Donatien Alphonse François de Sade, or the Marquis de Sade, became well-known for his depraved sexual proclivities. The French aristocrat was a philosopher and prolific writer who penned erotic works featuring rape, incest, violence, and blasphemy - the majority of which he wrote during the 30-plus years he spent in prison. His name even helped coin the words "sadist" and "sadism" (meaning to derive sexual pleasure from causing others pain).
While he certainly had a penchant for painful, illegal, and immoral sex practices, Sade did eventually get married. He even had three children with his wife, though he cheated on her numerous times with a variety of people - prostitutes, men, and even his sister-in-law. If you can think of it, Sade probably either did it or wrote about it (probably both). While you may have heard about Sade's more shocking exploits, here are some other facts about his life you may not know.

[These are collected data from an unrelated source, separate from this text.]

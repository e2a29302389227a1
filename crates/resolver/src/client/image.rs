//! Image rendering options.
//!
//! Every field maps to a query option of the `image` endpoint. Unset fields
//! are not sent, so the service defaults apply (300x300 PNG, special
//! hydrogen/carbon symbols, wedges on).

use serde::{Deserialize, Serialize};

use crate::models::{OptionValue, QueryOptions};

/// Image file format returned by the service.
#[derive(Clone, Copy, Debug, PartialEq, Eq, Serialize, Deserialize)]
#[serde(rename_all = "lowercase")]
pub enum ImageFormat {
    Png,
    Gif,
}

impl ImageFormat {
    pub fn as_str(&self) -> &'static str {
        match self {
            Self::Png => "png",
            Self::Gif => "gif",
        }
    }
}

/// Which hydrogen or carbon atom symbols to draw.
#[derive(Clone, Copy, Debug, PartialEq, Eq, Serialize, Deserialize)]
#[serde(rename_all = "lowercase")]
pub enum SymbolMode {
    All,
    Special,
    None,
}

impl SymbolMode {
    pub fn as_str(&self) -> &'static str {
        match self {
            Self::All => "all",
            Self::Special => "special",
            Self::None => "none",
        }
    }
}

/// Rendering options for [`CirClient::resolve_image`](super::CirClient::resolve_image).
#[derive(Clone, Debug, Default, PartialEq, Eq, Serialize, Deserialize)]
pub struct ImageOptions {
    pub format: Option<ImageFormat>,
    pub width: Option<u32>,
    pub height: Option<u32>,
    /// Draw a frame around the image
    pub frame: Option<bool>,
    /// Crop to the structure, leaving this much padding
    pub crop: Option<u32>,
    /// Background color; `"transparent"` turns anti-aliasing off
    pub bgcolor: Option<String>,
    pub atomcolor: Option<String>,
    pub hcolor: Option<String>,
    pub bondcolor: Option<String>,
    pub framecolor: Option<String>,
    pub symbolfontsize: Option<u32>,
    pub linewidth: Option<u32>,
    pub hsymbol: Option<SymbolMode>,
    pub csymbol: Option<SymbolMode>,
    /// Label stereocenters (sent as `showstereo`)
    pub stereo_labels: Option<bool>,
    /// Draw wedge and dash bonds (sent as `wedges` and `dashes`)
    pub stereo_wedges: Option<bool>,
    pub header: Option<String>,
    pub footer: Option<String>,
    /// Any other option, forwarded verbatim
    #[serde(default)]
    pub extra: QueryOptions,
}

impl ImageOptions {
    pub fn new() -> Self {
        Self::default()
    }

    pub fn with_format(mut self, format: ImageFormat) -> Self {
        self.format = Some(format);
        self
    }

    pub fn with_size(mut self, width: u32, height: u32) -> Self {
        self.width = Some(width);
        self.height = Some(height);
        self
    }

    pub fn with_frame(mut self, frame: bool) -> Self {
        self.frame = Some(frame);
        self
    }

    pub fn with_crop(mut self, padding: u32) -> Self {
        self.crop = Some(padding);
        self
    }

    pub fn with_background(mut self, color: impl Into<String>) -> Self {
        self.bgcolor = Some(color.into());
        self
    }

    pub fn with_atom_color(mut self, color: impl Into<String>) -> Self {
        self.atomcolor = Some(color.into());
        self
    }

    pub fn with_hydrogen_color(mut self, color: impl Into<String>) -> Self {
        self.hcolor = Some(color.into());
        self
    }

    pub fn with_bond_color(mut self, color: impl Into<String>) -> Self {
        self.bondcolor = Some(color.into());
        self
    }

    pub fn with_frame_color(mut self, color: impl Into<String>) -> Self {
        self.framecolor = Some(color.into());
        self
    }

    pub fn with_symbol_font_size(mut self, size: u32) -> Self {
        self.symbolfontsize = Some(size);
        self
    }

    pub fn with_line_width(mut self, width: u32) -> Self {
        self.linewidth = Some(width);
        self
    }

    pub fn with_hydrogen_symbols(mut self, mode: SymbolMode) -> Self {
        self.hsymbol = Some(mode);
        self
    }

    pub fn with_carbon_symbols(mut self, mode: SymbolMode) -> Self {
        self.csymbol = Some(mode);
        self
    }

    pub fn with_stereo_labels(mut self, show: bool) -> Self {
        self.stereo_labels = Some(show);
        self
    }

    pub fn with_stereo_wedges(mut self, show: bool) -> Self {
        self.stereo_wedges = Some(show);
        self
    }

    pub fn with_header(mut self, text: impl Into<String>) -> Self {
        self.header = Some(text.into());
        self
    }

    pub fn with_footer(mut self, text: impl Into<String>) -> Self {
        self.footer = Some(text.into());
        self
    }

    /// Add an option the typed fields don't cover.
    pub fn with_option(mut self, name: impl Into<String>, value: impl Into<OptionValue>) -> Self {
        self.extra.set(name, value);
        self
    }

    /// Merge options the typed fields don't cover.
    pub fn with_options(mut self, options: &QueryOptions) -> Self {
        self.extra.merge(options);
        self
    }

    /// Render to wire options.
    ///
    /// Applies the service's naming rules: stereo labels become `showstereo`,
    /// stereo wedges become both `wedges` and `dashes`, and a transparent
    /// background forces `antialiasing=false`. Typed fields take precedence
    /// over `extra` options with the same wire name.
    pub fn to_query_options(&self) -> QueryOptions {
        let mut options = QueryOptions::new();

        set_opt(&mut options, "format", self.format.map(|f| f.as_str()));
        set_opt(&mut options, "width", self.width);
        set_opt(&mut options, "height", self.height);
        set_opt(&mut options, "frame", self.frame);
        set_opt(&mut options, "crop", self.crop);
        set_opt(&mut options, "bgcolor", self.bgcolor.as_deref());
        set_opt(&mut options, "atomcolor", self.atomcolor.as_deref());
        set_opt(&mut options, "hcolor", self.hcolor.as_deref());
        set_opt(&mut options, "bondcolor", self.bondcolor.as_deref());
        set_opt(&mut options, "framecolor", self.framecolor.as_deref());
        set_opt(&mut options, "symbolfontsize", self.symbolfontsize);
        set_opt(&mut options, "linewidth", self.linewidth);
        set_opt(&mut options, "hsymbol", self.hsymbol.map(|m| m.as_str()));
        set_opt(&mut options, "csymbol", self.csymbol.map(|m| m.as_str()));
        set_opt(&mut options, "showstereo", self.stereo_labels);
        set_opt(&mut options, "wedges", self.stereo_wedges);
        set_opt(&mut options, "dashes", self.stereo_wedges);
        set_opt(&mut options, "header", self.header.as_deref());
        set_opt(&mut options, "footer", self.footer.as_deref());

        for (name, value) in self.extra.iter() {
            if !options.contains(name) {
                options.set(name, value.clone());
            }
        }

        let transparent = matches!(
            options.get("bgcolor"),
            Some(OptionValue::Text(color)) if color == "transparent"
        );
        if transparent {
            options.set("antialiasing", false);
        }

        options
    }
}

fn set_opt<V: Into<OptionValue>>(options: &mut QueryOptions, name: &str, value: Option<V>) {
    if let Some(value) = value {
        options.set(name, value);
    }
}
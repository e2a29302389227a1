//! Resolver data models
//!
//! This module contains the value types passed through the resolution pipeline:
//! - `options` - Open-ended query options forwarded verbatim (QueryOptions, OptionValue)
//! - `formats` - Representation names with special handling (file formats, image, twirl)
//! - `request` - The input to the URL builder (ResolutionRequest)
//! - `result` - Normalized service answers (ResolutionResult, ResolvedValue)

mod formats;
mod options;
mod request;
mod result;

pub use formats::{
    is_file_format, FILE_FORMATS, FILE_REPRESENTATION, IMAGE_REPRESENTATION, TWIRL_REPRESENTATION,
};
pub use options::{OptionValue, QueryOptions};
pub use request::ResolutionRequest;
pub use result::{ResolutionResult, ResolvedValue};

Sade’s uncle was the one who introduced the then six-year-old boy to debauchery, which is defined as “the extreme indulgence in bodily pleasures and especially sexual pleasures.” When Sade returned to Paris to attend school at age 10, his continued misdeeds resulted in corporal punishment and lead to his discovery of flagellation, which is “a masochistic or sadistic act in which the participants receive erotic stimulation from whipping or being whipped.” From then on, Sade became obsessed with the practice.
During one of his early sexual romps, he used crosses to sodomize a prostitute, an act that was repulsive to most people. After she reported him to the police, he was arrested; however, he was soon released and went on to continue his deviant behavior.

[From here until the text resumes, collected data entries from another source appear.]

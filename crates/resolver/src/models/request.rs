//! The resolution request consumed by the URL builder.

use serde::{Deserialize, Serialize};

use super::formats::{is_file_format, FILE_REPRESENTATION};
use super::options::{OptionValue, QueryOptions};

/// Everything needed to build one resolver URL.
///
/// `representation` is the caller-visible name. For file-format tokens the
/// request is sent to the `file` endpoint instead (see
/// [`wire_representation`](Self::wire_representation)).
#[derive(Clone, Debug, PartialEq, Eq, Serialize, Deserialize)]
pub struct ResolutionRequest {
    /// Chemical identifier to resolve (name, SMILES, CAS number, InChI, ...)
    pub identifier: String,

    /// Requested output representation (e.g., "smiles", "stdinchikey", "mol")
    pub representation: String,

    /// Resolver names in priority order. Empty uses the service default order.
    #[serde(default)]
    pub resolvers: Vec<String>,

    /// Ask the service for 3D coordinates
    #[serde(default)]
    pub get3d: bool,

    /// Expand the identifier into all of its tautomers
    #[serde(default)]
    pub tautomers: bool,

    /// Request the XML-wrapped answer
    #[serde(default = "default_xml")]
    pub xml: bool,

    /// Extra options forwarded verbatim as query parameters
    #[serde(default)]
    pub options: QueryOptions,
}

fn default_xml() -> bool {
    true
}

impl ResolutionRequest {
    /// Create an XML request with default resolvers and no extra options.
    pub fn new(identifier: impl Into<String>, representation: impl Into<String>) -> Self {
        Self {
            identifier: identifier.into(),
            representation: representation.into(),
            resolvers: Vec::new(),
            get3d: false,
            tautomers: false,
            xml: true,
            options: QueryOptions::new(),
        }
    }

    /// Set the resolver priority list.
    pub fn with_resolvers<I, S>(mut self, resolvers: I) -> Self
    where
        I: IntoIterator<Item = S>,
        S: Into<String>,
    {
        self.resolvers = resolvers.into_iter().map(Into::into).collect();
        self
    }

    pub fn with_get3d(mut self, get3d: bool) -> Self {
        self.get3d = get3d;
        self
    }

    pub fn with_tautomers(mut self, tautomers: bool) -> Self {
        self.tautomers = tautomers;
        self
    }

    pub fn with_xml(mut self, xml: bool) -> Self {
        self.xml = xml;
        self
    }

    /// Add a single extra option.
    pub fn with_option(mut self, name: impl Into<String>, value: impl Into<OptionValue>) -> Self {
        self.options.set(name, value);
        self
    }

    /// Merge a set of extra options, overriding names already present.
    pub fn with_options(mut self, options: &QueryOptions) -> Self {
        self.options.merge(options);
        self
    }

    /// Whether the representation is a file-format token.
    pub fn is_file_format(&self) -> bool {
        is_file_format(&self.representation)
    }

    /// The representation segment actually sent to the service.
    pub fn wire_representation(&self) -> &str {
        if self.is_file_format() {
            FILE_REPRESENTATION
        } else {
            &self.representation
        }
    }
}

#[cfg(test)]
mod tests {
    use super::*;

    #[test]
    fn test_defaults() {
        let request = ResolutionRequest::new("Aspirin", "smiles");
        assert_eq!(request.identifier, "Aspirin");
        assert_eq!(request.representation, "smiles");
        assert!(request.resolvers.is_empty());
        assert!(!request.get3d);
        assert!(!request.tautomers);
        assert!(request.xml);
        assert!(request.options.is_empty());
    }

    #[test]
    fn test_builder_setters() {
        let request = ResolutionRequest::new("Aspirin", "sdf")
            .with_resolvers(["name_by_opsin", "name_by_cir"])
            .with_get3d(true)
            .with_tautomers(true)
            .with_xml(false)
            .with_option("width", 300);

        assert_eq!(request.resolvers, vec!["name_by_opsin", "name_by_cir"]);
        assert!(request.get3d);
        assert!(request.tautomers);
        assert!(!request.xml);
        assert_eq!(request.options.get("width"), Some(&OptionValue::Int(300)));
    }

    #[test]
    fn test_deserialize_minimal_request_uses_defaults() {
        let request: ResolutionRequest =
            serde_json::from_str(r#"{"identifier":"x","representation":"smiles"}"#).unwrap();
        assert_eq!(request, ResolutionRequest::new("x", "smiles"));

        let request: ResolutionRequest =
            serde_json::from_str(r#"{"identifier":"x","representation":"smiles","xml":false}"#)
                .unwrap();
        assert!(!request.xml);
    }

    #[test]
    fn test_wire_representation_for_file_formats() {
        let request = ResolutionRequest::new("Aspirin", "mol2");
        assert!(request.is_file_format());
        assert_eq!(request.wire_representation(), "file");
        assert_eq!(request.representation, "mol2");

        let request = ResolutionRequest::new("Aspirin", "smiles");
        assert!(!request.is_file_format());
        assert_eq!(request.wire_representation(), "smiles");
    }
}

Sade began an intimate relationship with an insane asylum worker, Magdeleine Leclerc, when she was just 13 and he was 70. Their relationship lasted four years, until his death. Sade kept copious notes about the relationship, and he even recorded specific information about their 57th sexual rendezvous. In addition to a physical relationship with the teenager, he also indicated that he was teaching her how to read and write.

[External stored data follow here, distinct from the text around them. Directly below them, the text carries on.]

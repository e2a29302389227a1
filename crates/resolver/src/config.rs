//! Client configuration.
//!
//! Defaults target the public NCI/CADD service. Every value can be overridden
//! from the environment:
//!
//! | Variable           | Meaning                                  |
//! |--------------------|------------------------------------------|
//! | `CIR_API_BASE`     | Base URL of the structure endpoint       |
//! | `CIR_TIMEOUT_SECS` | Per-request timeout, `0` disables it     |
//! | `CIR_USER_AGENT`   | User agent sent with every request       |

use std::time::Duration;

use crate::errors::{CirError, Result};
use crate::url_builder::API_BASE;

/// Default timeout for resolver requests.
pub const DEFAULT_TIMEOUT_SECS: u64 = 30;

pub const ENV_API_BASE: &str = "CIR_API_BASE";
pub const ENV_TIMEOUT_SECS: &str = "CIR_TIMEOUT_SECS";
pub const ENV_USER_AGENT: &str = "CIR_USER_AGENT";

/// Settings shared by a client and its HTTP transport.
#[derive(Clone, Debug, PartialEq, Eq)]
pub struct ClientConfig {
    /// Base URL of the structure endpoint, without trailing slash
    pub base_url: String,

    /// Per-request timeout applied by the transport (`None` waits forever)
    pub timeout: Option<Duration>,

    /// User agent header value
    pub user_agent: String,
}

impl Default for ClientConfig {
    fn default() -> Self {
        Self {
            base_url: API_BASE.to_string(),
            timeout: Some(Duration::from_secs(DEFAULT_TIMEOUT_SECS)),
            user_agent: format!("cir-resolver/{}", env!("CARGO_PKG_VERSION")),
        }
    }
}

impl ClientConfig {
    /// Defaults overridden by `CIR_*` environment variables.
    pub fn from_env() -> Result<Self> {
        Self::from_lookup(|name| std::env::var(name).ok())
    }

    /// Defaults overridden by whatever `lookup` returns for each variable name.
    pub fn from_lookup<F>(lookup: F) -> Result<Self>
    where
        F: Fn(&str) -> Option<String>,
    {
        let mut config = Self::default();

        if let Some(base_url) = lookup(ENV_API_BASE).filter(|v| !v.trim().is_empty()) {
            config = config.with_base_url(base_url.trim());
        }

        if let Some(raw) = lookup(ENV_TIMEOUT_SECS) {
            let secs: u64 = raw.trim().parse().map_err(|_| {
                CirError::invalid_config(format!(
                    "{} must be a whole number of seconds, got '{}'",
                    ENV_TIMEOUT_SECS, raw
                ))
            })?;
            config.timeout = (secs > 0).then(|| Duration::from_secs(secs));
        }

        if let Some(user_agent) = lookup(ENV_USER_AGENT).filter(|v| !v.trim().is_empty()) {
            config.user_agent = user_agent;
        }

        Ok(config)
    }

    /// Set the base URL. Trailing slashes are dropped.
    pub fn with_base_url(mut self, base_url: impl Into<String>) -> Self {
        self.base_url = base_url.into().trim_end_matches('/').to_string();
        self
    }

    pub fn with_timeout(mut self, timeout: Option<Duration>) -> Self {
        self.timeout = timeout;
        self
    }

    pub fn with_user_agent(mut self, user_agent: impl Into<String>) -> Self {
        self.user_agent = user_agent.into();
        self
    }
}

#[cfg(test)]
mod tests {
    use std::collections::HashMap;

    use super::*;

    fn lookup(vars: &[(&str, &str)]) -> impl Fn(&str) -> Option<String> {
        let vars: HashMap<String, String> = vars
            .iter()
            .map(|(k, v)| (k.to_string(), v.to_string()))
            .collect();
        move |name| vars.get(name).cloned()
    }

    #[test]
    fn test_defaults() {
        let config = ClientConfig::default();
        assert_eq!(config.base_url, "https://cactus.nci.nih.gov/chemical/structure");
        assert_eq!(config.timeout, Some(Duration::from_secs(30)));
        assert!(config.user_agent.starts_with("cir-resolver/"));
    }

    #[test]
    fn test_empty_environment_keeps_defaults() {
        let config = ClientConfig::from_lookup(lookup(&[])).unwrap();
        assert_eq!(config, ClientConfig::default());
    }

    #[test]
    fn test_environment_overrides() {
        let config = ClientConfig::from_lookup(lookup(&[
            ("CIR_API_BASE", "http://localhost:8080/structure/"),
            ("CIR_TIMEOUT_SECS", "5"),
            ("CIR_USER_AGENT", "lab-pipeline/2.0"),
        ]))
        .unwrap();

        assert_eq!(config.base_url, "http://localhost:8080/structure");
        assert_eq!(config.timeout, Some(Duration::from_secs(5)));
        assert_eq!(config.user_agent, "lab-pipeline/2.0");
    }

    #[test]
    fn test_zero_timeout_disables_it() {
        let config = ClientConfig::from_lookup(lookup(&[("CIR_TIMEOUT_SECS", "0")])).unwrap();
        assert_eq!(config.timeout, None);
    }

    #[test]
    fn test_invalid_timeout_is_rejected() {
        let err = ClientConfig::from_lookup(lookup(&[("CIR_TIMEOUT_SECS", "soon")])).unwrap_err();
        assert!(matches!(err, CirError::InvalidConfig(_)));
    }

    #[test]
    fn test_blank_values_are_ignored() {
        let config = ClientConfig::from_lookup(lookup(&[
            ("CIR_API_BASE", "  "),
            ("CIR_USER_AGENT", ""),
        ]))
        .unwrap();
        assert_eq!(config, ClientConfig::default());
    }

    #[test]
    fn test_builder_trims_base_url() {
        let config = ClientConfig::default()
            .with_base_url("https://mirror.example.org/chemical/structure//")
            .with_timeout(None)
            .with_user_agent("test");
        assert_eq!(config.base_url, "https://mirror.example.org/chemical/structure");
        assert_eq!(config.timeout, None);
        assert_eq!(config.user_agent, "test");
    }
}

During one particularly gruesome incident, Sade had a rendezvous with a chambermaid in which he cut her and dripped hot wax into the wounds. Sade’s family paid off the girl's family so she wouldn’t press charges against him; however, the incident was so embarrassing that Sade was sent into isolation. Then, only four years later he continued his sexual pursuits with with four prostitutes and included his manservant. Despite the fact that sodomy was nothing new to noble folk, the immensity of Sade’s behavior reached a tipping point, and he was exiled to Italy.